Chapitre 9 : La Future Mère

Élisa se réveilla d'un seul coup, avec un cri qui ressemblait énormément à un « maman ! ». On avait fait plus adulte comme réveil, mais en cet instant, en nage, les cheveux collés au front par la sueur et son linge de corps formant une seconde peau sur elle, elle s'en foutait royalement.

Où se trouvait-elle !? Dans la chambre de Nathaniel, encore !? Ses yeux papillonnants, elle se souvint brusquement de sa mère. Oh bordel.

Se laissant retomber dans les coussins, elle poussa un gémissement désespéré en pressant ses mains sur ses yeux, coudes levés. Mais quel merdier ! Après toutes ces années ! Après tout ce temps sans voir sa mère ! Après son décès... Elle avait enfin pu la revoir ! Et ce putain de pouvoir la ramenait dans son présent !

Elle avait vraiment envie de pleurer.

Cela la renvoyait tant d'années en arrière...

Peut-être devrait-elle visiter la tombe de sa mère ?

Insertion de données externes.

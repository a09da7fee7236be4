//! Configuration management using Figment
//!
//! Configuration is loaded from multiple sources with the following precedence (highest to lowest):
//! 1. Environment variables (prefix: SSE_STREAM_, nested keys separated by `__`)
//! 2. Current working directory: ./config.toml
//! 3. XDG config directory: ~/.config/sse-stream/{service_name}/config.toml
//! 4. System directory: /etc/sse-stream/{service_name}/config.toml
//! 5. Default values
//!
//! For example `SSE_STREAM_SSE__KEEP_ALIVE_INTERVAL_SECS=30` sets
//! `sse.keep_alive_interval_secs`.

use figment::{
    providers::{Env, Format, Serialized, Toml},
    Figment,
};
use serde::{Deserialize, Serialize};
use std::path::{Path, PathBuf};

use crate::error::Result;
use crate::sse::SseConfig;

const XDG_PREFIX: &str = "sse-stream";
const ENV_PREFIX: &str = "SSE_STREAM_";

/// Main configuration structure
#[derive(Debug, Clone, Serialize, Deserialize)]
pub struct Config {
    /// Service configuration
    pub service: ServiceConfig,

    /// Event stream configuration
    #[serde(default)]
    pub sse: SseConfig,
}

/// Service-level configuration
#[derive(Debug, Clone, Serialize, Deserialize)]
pub struct ServiceConfig {
    /// Service name
    pub name: String,

    /// Port to listen on
    #[serde(default = "default_port")]
    pub port: u16,

    /// Log level or `EnvFilter` directive (e.g. `info,sse_stream=debug`)
    #[serde(default = "default_log_level")]
    pub log_level: String,

    /// Environment (dev, staging, production)
    #[serde(default = "default_environment")]
    pub environment: String,
}

fn default_port() -> u16 {
    8080
}

fn default_log_level() -> String {
    "info".to_string()
}

fn default_environment() -> String {
    "dev".to_string()
}

impl Config {
    /// Load configuration from all sources
    ///
    /// The service name is taken from the binary name.
    pub fn load() -> Result<Self> {
        let service_name = std::env::current_exe()
            .ok()
            .and_then(|p| p.file_stem().map(|s| s.to_string_lossy().into_owned()))
            .unwrap_or_else(|| XDG_PREFIX.to_string());

        Self::load_for_service(&service_name)
    }

    /// Load configuration for a specific service name
    pub fn load_for_service(service_name: &str) -> Result<Self> {
        let config_paths = Self::find_config_paths(service_name);

        tracing::debug!("Searching for config files in order:");
        for path in &config_paths {
            tracing::debug!("  - {}", path.display());
        }

        let mut defaults = Config::default();
        defaults.service.name = service_name.to_string();
        let mut figment = Figment::new().merge(Serialized::defaults(defaults));

        // Lowest priority first so higher priority files override.
        for path in config_paths.iter().rev() {
            if path.exists() {
                tracing::info!("Loading configuration from: {}", path.display());
                figment = figment.merge(Toml::file(path));
            }
        }

        figment = figment.merge(Env::prefixed(ENV_PREFIX).split("__"));

        Self::extract(figment)
    }

    /// Load configuration from a specific file
    ///
    /// This bypasses XDG directories and loads directly from the given path.
    /// Environment variables still override the file.
    pub fn load_from(path: impl AsRef<Path>) -> Result<Self> {
        let figment = Figment::new()
            .merge(Serialized::defaults(Config::default()))
            .merge(Toml::file(path.as_ref()))
            .merge(Env::prefixed(ENV_PREFIX).split("__"));

        Self::extract(figment)
    }

    fn extract(figment: Figment) -> Result<Self> {
        let config: Config = figment.extract()?;
        config.sse.validate()?;
        Ok(config)
    }

    /// Find all possible config file paths for a service
    ///
    /// Returns paths in priority order (highest first).
    fn find_config_paths(service_name: &str) -> Vec<PathBuf> {
        let mut paths = vec![PathBuf::from("config.toml")];

        let xdg_dirs = xdg::BaseDirectories::with_prefix(XDG_PREFIX);
        let config_file_path = Path::new(service_name).join("config.toml");
        if let Some(path) = xdg_dirs.find_config_file(&config_file_path) {
            paths.push(path);
        }

        paths.push(
            PathBuf::from("/etc")
                .join(XDG_PREFIX)
                .join(service_name)
                .join("config.toml"),
        );

        paths
    }
}

impl Default for Config {
    fn default() -> Self {
        Self {
            service: ServiceConfig {
                name: XDG_PREFIX.to_string(),
                port: default_port(),
                log_level: default_log_level(),
                environment: default_environment(),
            },
            sse: SseConfig::default(),
        }
    }
}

Cette idée l'aida à se redresser dans le lit, pour aviser d'un regard mort les alentours. Oh. Nathaniel avait changé la décoration ? Finit le style contemporain, bonjour le style... renaissance... de l'époque... des Millicent...

Interdite, elle fixa le fauteuil Louis XIV devant elle. Leva la tête sur un plafond à caissons peint.

-Putain de merde ! Je suis toujours en 1789 !?

-Effectivement, vampirette.

Tournant la tête d'un bloc, elle tomba sur Nathaniel. Les pieds croisés sur le lit, renversé dans sa chaise, il l'avisait de ses yeux violets déroutants. Intense.

-Bonjour, Nath.

-Dis-moi, comment est-ce possible pour toi d'être une vampire et une fée à la fois ?

-Dis-moi, comment tu fais pour être beau et con à la fois ?

-Tu me parles toujours comme ça dans ton présent ?

-Nan, là je suis gentille, normalement je te traite de connard arrogant.

Il haussa un sourcil, avant d'éclater de rire. Ainsi, il paraissait jeune. Décontracté. Elle repensa à cette fameuse version de Nath, celle qui voulait la tuer. Comment en étaient-ils arrivés là ?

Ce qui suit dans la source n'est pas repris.